▶ Stored data:
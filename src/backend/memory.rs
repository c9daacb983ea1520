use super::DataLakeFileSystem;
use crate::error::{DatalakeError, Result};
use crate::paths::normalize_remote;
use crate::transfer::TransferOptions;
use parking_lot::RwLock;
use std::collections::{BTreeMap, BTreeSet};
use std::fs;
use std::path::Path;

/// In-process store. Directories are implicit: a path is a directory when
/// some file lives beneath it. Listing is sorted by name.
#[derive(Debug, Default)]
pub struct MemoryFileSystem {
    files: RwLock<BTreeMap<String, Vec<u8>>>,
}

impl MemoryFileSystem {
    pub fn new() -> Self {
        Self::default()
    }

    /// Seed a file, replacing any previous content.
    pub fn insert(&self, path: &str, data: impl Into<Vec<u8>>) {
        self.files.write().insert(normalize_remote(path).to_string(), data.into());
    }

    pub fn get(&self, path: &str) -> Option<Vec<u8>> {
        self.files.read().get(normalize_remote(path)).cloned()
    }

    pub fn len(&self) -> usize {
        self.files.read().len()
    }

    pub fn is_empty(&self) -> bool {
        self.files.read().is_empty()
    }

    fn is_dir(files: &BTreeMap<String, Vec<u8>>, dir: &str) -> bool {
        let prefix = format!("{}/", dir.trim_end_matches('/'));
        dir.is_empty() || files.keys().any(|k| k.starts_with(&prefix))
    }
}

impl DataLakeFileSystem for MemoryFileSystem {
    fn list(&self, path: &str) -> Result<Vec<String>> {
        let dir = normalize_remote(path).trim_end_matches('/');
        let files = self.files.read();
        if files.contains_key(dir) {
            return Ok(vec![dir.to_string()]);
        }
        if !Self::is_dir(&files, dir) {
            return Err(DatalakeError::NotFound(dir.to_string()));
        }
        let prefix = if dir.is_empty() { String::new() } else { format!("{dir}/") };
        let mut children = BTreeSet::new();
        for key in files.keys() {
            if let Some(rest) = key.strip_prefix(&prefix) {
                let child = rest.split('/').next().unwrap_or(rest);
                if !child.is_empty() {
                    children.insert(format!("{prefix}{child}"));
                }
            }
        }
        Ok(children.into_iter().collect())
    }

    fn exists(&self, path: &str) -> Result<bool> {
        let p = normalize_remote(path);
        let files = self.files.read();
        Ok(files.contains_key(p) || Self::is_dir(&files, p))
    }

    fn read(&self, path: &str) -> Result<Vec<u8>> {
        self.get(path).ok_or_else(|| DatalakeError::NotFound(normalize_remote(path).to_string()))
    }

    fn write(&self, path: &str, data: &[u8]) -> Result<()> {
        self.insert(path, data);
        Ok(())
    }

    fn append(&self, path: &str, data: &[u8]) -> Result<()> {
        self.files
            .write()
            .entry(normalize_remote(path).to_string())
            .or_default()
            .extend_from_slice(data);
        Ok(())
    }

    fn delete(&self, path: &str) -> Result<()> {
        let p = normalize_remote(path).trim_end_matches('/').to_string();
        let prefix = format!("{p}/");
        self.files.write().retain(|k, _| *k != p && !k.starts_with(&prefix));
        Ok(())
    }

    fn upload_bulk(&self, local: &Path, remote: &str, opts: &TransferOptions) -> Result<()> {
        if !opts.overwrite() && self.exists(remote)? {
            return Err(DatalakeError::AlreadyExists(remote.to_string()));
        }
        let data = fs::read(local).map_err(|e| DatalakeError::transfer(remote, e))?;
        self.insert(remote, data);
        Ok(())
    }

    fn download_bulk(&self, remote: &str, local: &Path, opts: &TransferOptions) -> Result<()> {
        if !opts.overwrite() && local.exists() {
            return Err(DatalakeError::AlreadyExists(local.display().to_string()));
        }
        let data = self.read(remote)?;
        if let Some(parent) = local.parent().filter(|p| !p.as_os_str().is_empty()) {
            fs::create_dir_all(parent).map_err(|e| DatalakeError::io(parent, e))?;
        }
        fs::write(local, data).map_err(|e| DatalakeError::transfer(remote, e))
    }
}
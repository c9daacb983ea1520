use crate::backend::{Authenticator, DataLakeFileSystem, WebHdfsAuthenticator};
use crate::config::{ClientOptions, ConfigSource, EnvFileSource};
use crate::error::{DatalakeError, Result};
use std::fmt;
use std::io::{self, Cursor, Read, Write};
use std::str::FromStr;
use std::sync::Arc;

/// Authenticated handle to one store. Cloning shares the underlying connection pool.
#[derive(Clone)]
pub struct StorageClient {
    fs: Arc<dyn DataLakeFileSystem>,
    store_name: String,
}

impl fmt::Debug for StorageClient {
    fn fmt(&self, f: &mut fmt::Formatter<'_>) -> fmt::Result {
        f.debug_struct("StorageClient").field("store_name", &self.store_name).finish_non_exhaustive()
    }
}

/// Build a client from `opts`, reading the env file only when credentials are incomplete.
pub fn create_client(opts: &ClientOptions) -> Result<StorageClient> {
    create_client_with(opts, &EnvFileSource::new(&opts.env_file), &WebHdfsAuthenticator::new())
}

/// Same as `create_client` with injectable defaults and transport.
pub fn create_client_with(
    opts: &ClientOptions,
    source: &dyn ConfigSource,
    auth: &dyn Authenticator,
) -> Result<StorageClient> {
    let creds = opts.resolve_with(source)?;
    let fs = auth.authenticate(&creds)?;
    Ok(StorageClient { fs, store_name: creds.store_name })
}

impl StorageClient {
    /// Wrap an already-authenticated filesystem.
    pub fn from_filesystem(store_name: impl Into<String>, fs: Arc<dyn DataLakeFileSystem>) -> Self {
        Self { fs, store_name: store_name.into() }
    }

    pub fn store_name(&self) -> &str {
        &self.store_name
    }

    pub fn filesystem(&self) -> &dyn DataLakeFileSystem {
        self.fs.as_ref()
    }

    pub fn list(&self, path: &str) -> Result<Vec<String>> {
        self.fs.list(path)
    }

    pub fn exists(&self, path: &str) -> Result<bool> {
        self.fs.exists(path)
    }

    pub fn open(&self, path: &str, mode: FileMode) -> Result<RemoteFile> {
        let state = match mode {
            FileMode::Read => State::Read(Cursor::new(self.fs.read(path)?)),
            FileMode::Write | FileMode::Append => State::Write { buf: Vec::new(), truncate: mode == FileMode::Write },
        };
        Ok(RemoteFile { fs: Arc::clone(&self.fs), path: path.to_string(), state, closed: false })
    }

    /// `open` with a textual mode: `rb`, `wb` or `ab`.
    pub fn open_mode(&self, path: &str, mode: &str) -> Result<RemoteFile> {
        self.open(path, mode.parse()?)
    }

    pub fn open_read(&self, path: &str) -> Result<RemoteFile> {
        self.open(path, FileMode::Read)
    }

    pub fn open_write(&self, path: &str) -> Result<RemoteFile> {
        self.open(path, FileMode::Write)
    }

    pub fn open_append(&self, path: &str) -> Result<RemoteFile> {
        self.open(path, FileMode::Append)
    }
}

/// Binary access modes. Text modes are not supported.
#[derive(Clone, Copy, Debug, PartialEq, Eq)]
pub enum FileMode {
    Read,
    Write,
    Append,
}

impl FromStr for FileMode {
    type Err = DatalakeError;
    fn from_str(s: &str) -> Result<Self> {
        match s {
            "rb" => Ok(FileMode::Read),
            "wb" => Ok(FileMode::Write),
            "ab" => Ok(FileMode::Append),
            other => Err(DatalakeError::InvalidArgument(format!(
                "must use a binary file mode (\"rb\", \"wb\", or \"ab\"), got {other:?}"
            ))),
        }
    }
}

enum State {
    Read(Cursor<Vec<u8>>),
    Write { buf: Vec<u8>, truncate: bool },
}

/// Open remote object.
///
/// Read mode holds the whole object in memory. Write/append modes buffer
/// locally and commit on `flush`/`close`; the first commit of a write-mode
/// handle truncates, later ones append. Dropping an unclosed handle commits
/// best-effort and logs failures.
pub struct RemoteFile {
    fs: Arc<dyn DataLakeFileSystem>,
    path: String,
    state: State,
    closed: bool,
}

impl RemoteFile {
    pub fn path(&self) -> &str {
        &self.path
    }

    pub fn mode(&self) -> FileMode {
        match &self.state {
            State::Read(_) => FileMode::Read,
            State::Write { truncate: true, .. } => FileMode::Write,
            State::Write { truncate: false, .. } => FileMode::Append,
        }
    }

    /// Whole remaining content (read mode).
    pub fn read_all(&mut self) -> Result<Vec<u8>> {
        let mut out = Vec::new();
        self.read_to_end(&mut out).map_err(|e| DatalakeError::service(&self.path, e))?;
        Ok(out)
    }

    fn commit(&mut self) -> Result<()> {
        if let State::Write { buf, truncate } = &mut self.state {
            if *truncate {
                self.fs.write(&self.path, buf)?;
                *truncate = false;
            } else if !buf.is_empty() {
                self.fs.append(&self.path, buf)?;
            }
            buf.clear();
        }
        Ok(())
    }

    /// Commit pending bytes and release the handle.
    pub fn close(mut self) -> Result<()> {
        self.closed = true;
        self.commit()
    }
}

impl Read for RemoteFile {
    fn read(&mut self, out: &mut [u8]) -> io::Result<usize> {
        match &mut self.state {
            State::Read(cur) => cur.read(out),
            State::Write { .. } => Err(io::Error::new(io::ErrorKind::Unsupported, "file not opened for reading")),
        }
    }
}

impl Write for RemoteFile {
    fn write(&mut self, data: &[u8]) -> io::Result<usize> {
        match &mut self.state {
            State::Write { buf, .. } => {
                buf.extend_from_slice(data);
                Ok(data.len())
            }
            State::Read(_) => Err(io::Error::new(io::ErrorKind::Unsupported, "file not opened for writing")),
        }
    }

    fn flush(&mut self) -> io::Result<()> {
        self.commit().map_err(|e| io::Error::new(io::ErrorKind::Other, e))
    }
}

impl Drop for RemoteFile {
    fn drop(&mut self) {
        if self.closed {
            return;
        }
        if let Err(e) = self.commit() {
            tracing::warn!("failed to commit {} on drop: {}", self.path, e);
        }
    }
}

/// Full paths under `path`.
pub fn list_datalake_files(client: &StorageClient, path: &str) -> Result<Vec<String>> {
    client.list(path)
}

▶ Required work:
What you should output is every line of the records above, from the first through the line containing "pub fn insert(&self, path: &str, data: impl", unchanged.

▶ Task solution:
filename src/backend/memory.rs
repository c9daacb983ea1520
use super::DataLakeFileSystem;
use crate::error::{DatalakeError, Result};
use crate::paths::normalize_remote;
use crate::transfer::TransferOptions;
use parking_lot::RwLock;
use std::collections::{BTreeMap, BTreeSet};
use std::fs;
use std::path::Path;

/// In-process store. Directories are implicit: a path is a directory when
/// some file lives beneath it. Listing is sorted by name.
#[derive(Debug, Default)]
pub struct MemoryFileSystem {
    files: RwLock<BTreeMap<String, Vec<u8>>>,
}

impl MemoryFileSystem {
    pub fn new() -> Self {
        Self::default()
    }

    /// Seed a file, replacing any previous content.
    pub fn insert(&self, path: &str, data: impl Into<Vec<u8>>) {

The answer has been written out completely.